■ EXERCISE BRIEF ■
The output should be all lines of the entries below in which the word "DateTime" occurs.

....

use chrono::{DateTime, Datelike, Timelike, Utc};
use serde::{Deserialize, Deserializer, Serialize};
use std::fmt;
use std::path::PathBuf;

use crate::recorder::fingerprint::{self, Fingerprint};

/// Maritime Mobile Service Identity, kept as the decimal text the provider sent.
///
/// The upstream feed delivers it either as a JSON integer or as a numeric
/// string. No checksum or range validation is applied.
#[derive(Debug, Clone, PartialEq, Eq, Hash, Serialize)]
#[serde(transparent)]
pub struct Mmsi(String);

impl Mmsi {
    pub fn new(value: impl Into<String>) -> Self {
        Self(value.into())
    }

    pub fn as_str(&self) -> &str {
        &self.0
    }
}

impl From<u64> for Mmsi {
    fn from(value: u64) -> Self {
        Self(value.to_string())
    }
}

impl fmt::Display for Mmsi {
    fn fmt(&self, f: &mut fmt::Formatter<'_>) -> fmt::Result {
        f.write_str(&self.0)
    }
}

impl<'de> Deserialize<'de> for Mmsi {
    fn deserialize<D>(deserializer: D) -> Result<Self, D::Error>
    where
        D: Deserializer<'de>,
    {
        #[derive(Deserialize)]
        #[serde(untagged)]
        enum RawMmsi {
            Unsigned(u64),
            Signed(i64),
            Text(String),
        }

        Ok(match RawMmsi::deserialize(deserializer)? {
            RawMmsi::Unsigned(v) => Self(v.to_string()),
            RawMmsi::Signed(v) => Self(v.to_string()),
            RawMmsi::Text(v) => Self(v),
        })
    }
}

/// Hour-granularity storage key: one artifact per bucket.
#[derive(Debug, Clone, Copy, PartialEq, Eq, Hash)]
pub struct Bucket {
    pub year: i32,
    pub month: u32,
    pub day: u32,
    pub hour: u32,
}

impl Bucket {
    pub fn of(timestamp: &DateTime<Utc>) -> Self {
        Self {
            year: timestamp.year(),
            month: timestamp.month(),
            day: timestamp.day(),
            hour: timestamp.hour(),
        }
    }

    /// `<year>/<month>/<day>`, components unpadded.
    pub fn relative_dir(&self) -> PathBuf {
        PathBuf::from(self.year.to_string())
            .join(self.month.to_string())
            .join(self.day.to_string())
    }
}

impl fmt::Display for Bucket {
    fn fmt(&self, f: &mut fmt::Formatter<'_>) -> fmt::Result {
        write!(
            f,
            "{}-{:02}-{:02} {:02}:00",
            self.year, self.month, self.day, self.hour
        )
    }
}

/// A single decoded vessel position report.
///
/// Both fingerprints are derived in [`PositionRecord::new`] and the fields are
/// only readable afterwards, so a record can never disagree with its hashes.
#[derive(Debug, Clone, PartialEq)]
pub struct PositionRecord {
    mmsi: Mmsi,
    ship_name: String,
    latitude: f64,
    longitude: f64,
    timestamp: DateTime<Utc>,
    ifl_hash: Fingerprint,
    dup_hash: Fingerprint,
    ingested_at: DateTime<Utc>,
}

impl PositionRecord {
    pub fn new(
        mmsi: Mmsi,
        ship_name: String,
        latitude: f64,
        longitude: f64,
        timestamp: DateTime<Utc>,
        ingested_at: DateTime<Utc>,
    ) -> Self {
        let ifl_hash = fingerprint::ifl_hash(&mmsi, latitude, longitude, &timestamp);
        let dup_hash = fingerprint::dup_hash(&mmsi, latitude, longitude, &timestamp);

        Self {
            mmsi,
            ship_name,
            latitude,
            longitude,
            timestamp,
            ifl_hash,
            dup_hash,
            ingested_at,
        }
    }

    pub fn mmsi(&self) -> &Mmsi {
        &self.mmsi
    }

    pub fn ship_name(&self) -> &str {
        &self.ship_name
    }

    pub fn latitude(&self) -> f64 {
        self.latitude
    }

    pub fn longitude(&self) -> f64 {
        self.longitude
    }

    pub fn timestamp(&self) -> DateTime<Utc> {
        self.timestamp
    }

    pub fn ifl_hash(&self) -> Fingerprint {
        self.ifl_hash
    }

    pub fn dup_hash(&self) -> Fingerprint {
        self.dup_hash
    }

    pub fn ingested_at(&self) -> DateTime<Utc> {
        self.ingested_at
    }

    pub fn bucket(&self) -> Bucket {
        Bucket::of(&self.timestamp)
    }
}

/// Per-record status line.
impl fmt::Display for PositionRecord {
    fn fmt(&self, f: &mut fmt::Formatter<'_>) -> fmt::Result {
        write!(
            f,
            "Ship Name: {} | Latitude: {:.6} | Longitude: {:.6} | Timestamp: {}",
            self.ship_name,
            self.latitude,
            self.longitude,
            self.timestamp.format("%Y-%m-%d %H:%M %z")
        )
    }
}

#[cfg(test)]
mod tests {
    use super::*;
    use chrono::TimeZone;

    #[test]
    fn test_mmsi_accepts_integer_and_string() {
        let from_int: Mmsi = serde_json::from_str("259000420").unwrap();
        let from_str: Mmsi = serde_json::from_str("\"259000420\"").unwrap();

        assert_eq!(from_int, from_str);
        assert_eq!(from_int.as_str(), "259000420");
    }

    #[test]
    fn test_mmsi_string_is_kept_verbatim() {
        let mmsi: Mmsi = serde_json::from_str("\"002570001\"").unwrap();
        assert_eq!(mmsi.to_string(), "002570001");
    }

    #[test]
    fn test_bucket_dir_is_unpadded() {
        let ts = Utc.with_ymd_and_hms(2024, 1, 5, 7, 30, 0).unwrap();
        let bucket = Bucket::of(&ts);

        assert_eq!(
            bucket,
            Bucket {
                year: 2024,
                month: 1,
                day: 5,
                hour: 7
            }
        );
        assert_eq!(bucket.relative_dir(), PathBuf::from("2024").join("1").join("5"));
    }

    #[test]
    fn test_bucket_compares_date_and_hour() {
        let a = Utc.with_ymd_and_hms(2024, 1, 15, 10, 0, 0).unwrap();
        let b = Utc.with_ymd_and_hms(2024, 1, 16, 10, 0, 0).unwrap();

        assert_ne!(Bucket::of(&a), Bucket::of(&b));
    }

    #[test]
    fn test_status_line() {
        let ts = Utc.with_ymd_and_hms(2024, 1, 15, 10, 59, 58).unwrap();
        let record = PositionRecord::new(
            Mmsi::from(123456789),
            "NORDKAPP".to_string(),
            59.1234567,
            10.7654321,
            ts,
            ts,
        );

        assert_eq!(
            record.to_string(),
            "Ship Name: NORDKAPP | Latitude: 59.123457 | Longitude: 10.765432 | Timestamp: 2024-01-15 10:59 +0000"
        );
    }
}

....

■ ANSWER BOX ■
use chrono::{DateTime, Datelike, Timelike, Utc};
    pub fn of(timestamp: &DateTime<Utc>) -> Self {
    timestamp: DateTime<Utc>,
    ingested_at: DateTime<Utc>,
        timestamp: DateTime<Utc>,
        ingested_at: DateTime<Utc>,
    pub fn timestamp(&self) -> DateTime<Utc> {
    pub fn ingested_at(&self) -> DateTime<Utc> {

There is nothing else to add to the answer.